By Grace Bauer
Beginning in 1998, with my son’s first arrest at the age of 12, I embarked on a journey that I was ill equipped to handle. When I gave birth to my children I had high hopes and dreams for them, this arrest and the succeeding problems that lay ahead for him were never apart of those hopes and dreams. I, as most families that find themselves involved in the juvenile and criminal justice systems, was incredibly naive and made decisions based on what system professionals told me, never considering that it wasn’t their job to help my son. Those decisions set a predictable course, for those with knowledge and understanding, for my son that would leave him emotionally and physically scarred for the rest of his life. I made those decisions without an understanding of what they meant for him or a conception of what it meant to have a “system-involved” child.

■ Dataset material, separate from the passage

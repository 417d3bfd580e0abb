pub mod oneshot;
pub mod timer;

pub use oneshot::{OneShot, Ticket};
pub use timer::{HighPrecisionTimer, ManualTimer, Timer};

For the next three years, I walked this path alone in confusion and isolation I sat quietly:
. . . in meetings where professionals talked about my son and didn’t say anything because they presented themselves as the experts and seldom asked me anything
. . . in court rooms in front of a judge without an attorney or advocate because I was told an attorney would only slow down my son getting the help he needed and I believed this lie to be the truth
. . . outside the court house, on the day my son was adjudicated delinquent and sent to a far-off facility because my legs would not carry me away from my baby and I still believed I had done what was right
. . . by the phone for days awaiting a call from the facility to inform me of where my son would be placed and when I would be able to visit
. . . through 2 1/2 hour drives, and then 5 1/2 hour drives, to visit my son in prison, and sometimes be turned away upon arrival because he was in the infirmary or in isolation
. . . in the car on the long drives back home with tears running down my cheeks and my heart in misery, the images of my son’s battered body swirling through my mind, feeling sickened by my powerlessness and stupidity
. . . I sat through a visit with an attorney, nearly 3 months into what I believed would be a 90 day stay in an excellent program, only to be told by the attorney that my son would not be coming home until his 18th birthday and that, when he left that prison, I should buy him a ticket to Angola State Penitentiary because that is where most of these kids ended up
. . . on the phone with one of the first teachers permitted inside the Tallulah Correctional Center for Youth in Northeast Louisiana while she explained she had assessed my son and found him in isolation where he appeared to be on the brink of a nervous breakdown.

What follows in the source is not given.